Wednesday, November 03, 2010

George W Bush zings back at Kanye

Kanye West might think he's fast with a line, but he wasn't counting on George W Bush, who has shot back at West's 'Bush doesn't care about black people' jibe just, erm, five years after it happened.

Bush has written a book - I know, bless - and he's currently trying to promote it to anyone who might have some money left after he'd crapped the US economy into a junkyard. On a tour to promote the book, Bush brought up West while talking to Matt Lauer:

'He called me a racist', Mr Bush said on the primetime special.

When Lauer clarified that West said, 'George Bush doesn't care about black people', Mr Bush reiterated that to him those words meant West was claiming, 'he's a racist'.
Meanings of words, George? That was never really your strong suit when you were President, was it?
'And I didn't appreciate it then.
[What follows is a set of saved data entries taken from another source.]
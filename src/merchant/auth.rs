use crate::config::Credentials;
use crate::merchant::MerchantError;
use chrono::{DateTime, Utc};
use reqwest::{Client, StatusCode};
use serde::{Deserialize, Serialize};
use std::time::Duration;
use tokio::sync::Mutex;
use tracing::info;

#[derive(Serialize)]
#[serde(rename_all = "camelCase")]
struct LoginRequest<'a> {
    user_code: &'a str,
    user_pwd: &'a str,
}

#[derive(Deserialize)]
#[serde(rename_all = "camelCase")]
struct LoginResponse {
    access_token: String,
}

#[derive(Debug, Clone)]
struct Token {
    value: String,
    expires_at: DateTime<Utc>,
}

impl Token {
    fn is_expired(&self) -> bool {
        Utc::now() >= self.expires_at
    }
}

/// Owns the bearer token. Every read and refresh goes through one mutex so
/// a refresh is never observed half-way by a concurrent request.
pub struct TokenProvider {
    http: Client,
    login_url: String,
    credentials: Credentials,
    ttl: Duration,
    state: Mutex<Option<Token>>,
}

impl TokenProvider {
    pub fn new(http: Client, login_url: String, credentials: Credentials, ttl: Duration) -> Self {
        Self {
            http,
            login_url,
            credentials,
            ttl,
            state: Mutex::new(None),
        }
    }

    /// Returns the cached token, logging in first when it is absent or expired.
    pub async fn get(&self) -> Result<String, MerchantError> {
        let mut guard = self.state.lock().await;
        if let Some(token) = guard.as_ref()
            && !token.is_expired()
        {
            return Ok(token.value.clone());
        }
        let token = self.login().await?;
        let value = token.value.clone();
        *guard = Some(token);
        Ok(value)
    }

    pub async fn refresh(&self) -> Result<String, MerchantError> {
        let mut guard = self.state.lock().await;
        let token = self.login().await?;
        let value = token.value.clone();
        *guard = Some(token);
        Ok(value)
    }

    /// Refreshes after the server rejected `rejected`, unless another caller
    /// already replaced it with a fresh token.
    pub async fn refresh_rejected(&self, rejected: &str) -> Result<(), MerchantError> {
        let mut guard = self.state.lock().await;
        if let Some(current) = guard.as_ref()
            && current.value != rejected
            && !current.is_expired()
        {
            return Ok(());
        }
        *guard = Some(self.login().await?);
        Ok(())
    }

    async fn login(&self) -> Result<Token, MerchantError> {
        let body = LoginRequest {
            user_code: &self.credentials.account,
            user_pwd: &self.credentials.password,
        };
        let response = self
            .http
            .post(&self.login_url)
            .json(&body)
            .send()
            .await
            .map_err(|err| MerchantError::LoginTransport(err.to_string()))?;

        let status = response.status();
        if status != StatusCode::OK {
            let body = response.text().await.unwrap_or_default();
            return Err(MerchantError::Authentication {
                status: status.as_u16(),
                body,
            });
        }

        let payload: LoginResponse = response
            .json()
            .await
            .map_err(|err| MerchantError::LoginTransport(err.to_string()))?;
        let ttl = chrono::Duration::from_std(self.ttl).unwrap_or(chrono::Duration::minutes(20));
        info!(target = "bulk.auth", account = %self.credentials.account, "token refreshed");
        Ok(Token {
            value: payload.access_token,
            expires_at: Utc::now() + ttl,
        })
    }
}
I don't appreciate it now', Mr Bush continued.
Actually, I don't think West was even dignifying you with being racist, George - at least a racist might have been engaging with Hurricane Katrina; West was suggesting you didn't even think it worth your time to think about.
'It's one thing to say, "I don't appreciate the way he's handled his business". It's another to say, "This man's a racist". I resent it, it's not true and it was one of the most disgusting moments in my presidency.

In the book he wrote: 'The suggestion that I was racist because of the response to Hurricane Katrina represented an all-time low'.
Well, there's some common ground between Bush and West; both thought the episode was the low of the Bush presidency, just for different reasons.

But it wasn't really West that made people think you didn't give two hoots for the poor of Louisiana, George. It was more the sitting about on your hands not doing anything while people were drowning, and then the not-saying-anything when the residents of New Orleans were being treated as hostile as they tried to survive in their own city. That sort of thing.

By the way, this passage from the Mail's report on the Bush book is also quite priceless:
Mr Bush also reveals in Decision Points that he stands firm on his decision to invade Iraq, resents being accused of lying about WMDs and even considered dropping Dick Cheney from his 2004 campaign to 'demonstrate that I was in charge'.

The idea to replace Cheney was prompted in 2003 during a private lunch with the former vice president who offered to drop out of the race.
So Bush was going to show how much he was in charge by, erm, accepting the suggestion of the Vice President that he step aside. That's decideration in action right there.